Fue en su visita al hospital que el niño conoció a la chica enferma.
Al entrar, tuvo una ligera impresión de tristeza. Le pareció extraño.
Al fin de cuentas, el médico le mostró un gran armario con píldoras contra la
tos, pomada amarilla contra ampollas
y un polvo blanco contra la fiebre.
Le mostró la sala donde se podía mirar a través del cuerpo de una
persona como si fuera una ventana, para ver dónde se escondió la enfermedad.
Le mostró otra con espejos, donde se analizaban muchas cosas que amenazaban la
vida.
¡Qué extraño! pensaba el chico. Si aquí impiden que el mal vaya
adelante, todo debía parecer
alegre y feliz. ¿Por qué estoy sintiendo tanta tristeza?

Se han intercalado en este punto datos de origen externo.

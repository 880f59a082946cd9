use std::fmt;

/// Device index used for every member; one device per identity.
pub const DEFAULT_DEVICE_INDEX: u32 = 1;

/// Identifies one sending ratchet: a sender's device within a group.
#[derive(Clone, Debug, PartialEq, Eq, Hash, PartialOrd, Ord)]
pub struct SenderKeyName {
    group_id: String,
    sender: String,
    device_index: u32,
}

impl SenderKeyName {
    /// Creates a name for `sender`'s device `device_index` in `group_id`.
    pub fn new(group_id: impl Into<String>, sender: impl Into<String>, device_index: u32) -> Self {
        Self {
            group_id: group_id.into(),
            sender: sender.into(),
            device_index,
        }
    }

    /// The group this ratchet belongs to.
    pub fn group_id(&self) -> &str {
        &self.group_id
    }

    /// The identity that owns this ratchet.
    pub fn sender(&self) -> &str {
        &self.sender
    }

    /// The sending device.
    pub fn device_index(&self) -> u32 {
        self.device_index
    }
}

impl fmt::Display for SenderKeyName {
    fn fmt(&self, f: &mut fmt::Formatter<'_>) -> fmt::Result {
        write!(f, "{}::{}::{}", self.group_id, self.sender, self.device_index)
    }
}
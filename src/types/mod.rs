mod x25519;
pub use x25519::*;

El médico le explicó cómo insistía la enfermedad en entrar en el
cuerpo de las personas. Que había mil especies de enfermedades, que usaban
disfraces para que no pudieran ser reconocidas y cómo era difícil mantener la
salud.
Le explicó además, que era preciso estudiar mucho para desenmascarar y
desanimar la enfermedad, llevarla hacia fuera, atraer la salud y no dejarla huir.
Pero, cuando entró en la habitación de la enfermita, a él le pareció
muy hermosa, aunque un poco pálida.
Los cabellos se esparcían por la almohada.
Ella le dijo que no podía andar. Pero eso no tenía mucha importancia
porque no tenía ningún lugar para ir. Roberto le habló del jardín lleno de
flores que tenía en su casa. Pareció que ella se animaba un poco y contestó
que si tuviera un jardín, quizás sintiese ganas de curarse, para pasear entre
las flores.
Mientras
ella continuaba desfilando su tristeza, contando sobre las píldoras e
inyecciones que tenía que tomar todos los días y de los ejercicios que
necesitaba hacer, Roberto pensaba: para que esta niña se cure es preciso que
tenga el deseo vehemente de ver el día siguiente.
Si
ella tuviera una flor, con su manera toda especial de abrirse, de improvisar
sorpresas, tal vez quisiera curarse. Una flor que crece es una verdadera
adivinanza que vuelve a comenzar cada mañana. Un día ella entreabre un botón,
al otro nace una hoja más verde que una rana, otro día desarrolla un pétalo más.
Quizás
esta niña se olvide de la enfermedad, esperando día a día una nueva sorpresa.
Roberto afirmó que ella se curaría y deseó ardientemente eso.
Después fue a buscar flores, varias flores y las puso sobre la mesa,
cerca de la ventana, a los pies de la cama.
Trajo una espléndida rosa, que parecía ir lentamente abriendo sus pétalos
como se estuviera avergonzada o quizás quisiera guardar la sorpresa para otro día.
Entonces, la niña que solamente miraba al techo y contaba los agujeritos
de la madera, contempló las flores y se sonrió.
Aquella misma noche la tristeza salió por la ventana y la niña empezó
a mover las piernas.
¿Usted
sabía?
¿Que la medicina no puede casi nada contra un corazón muy triste?
¿Que para curarse de los males físicos es necesario tener ganas de
vivir?
Todo buen médico sabe eso. Y sabe también que para entablar la lucha
incesante contra la enfermedad y preservar la salud, es preciso ver en los
pacientes a sus hermanos.
En síntesis, es necesario amar mucho a las criaturas. Solamente así él
tiene condiciones de detectar las enfermedades y restablecer la salud de sus
pacientes.
(Variaciones
en torno del cap. 11 de la obra “El niño del dedo verde” de Maurice Druon.)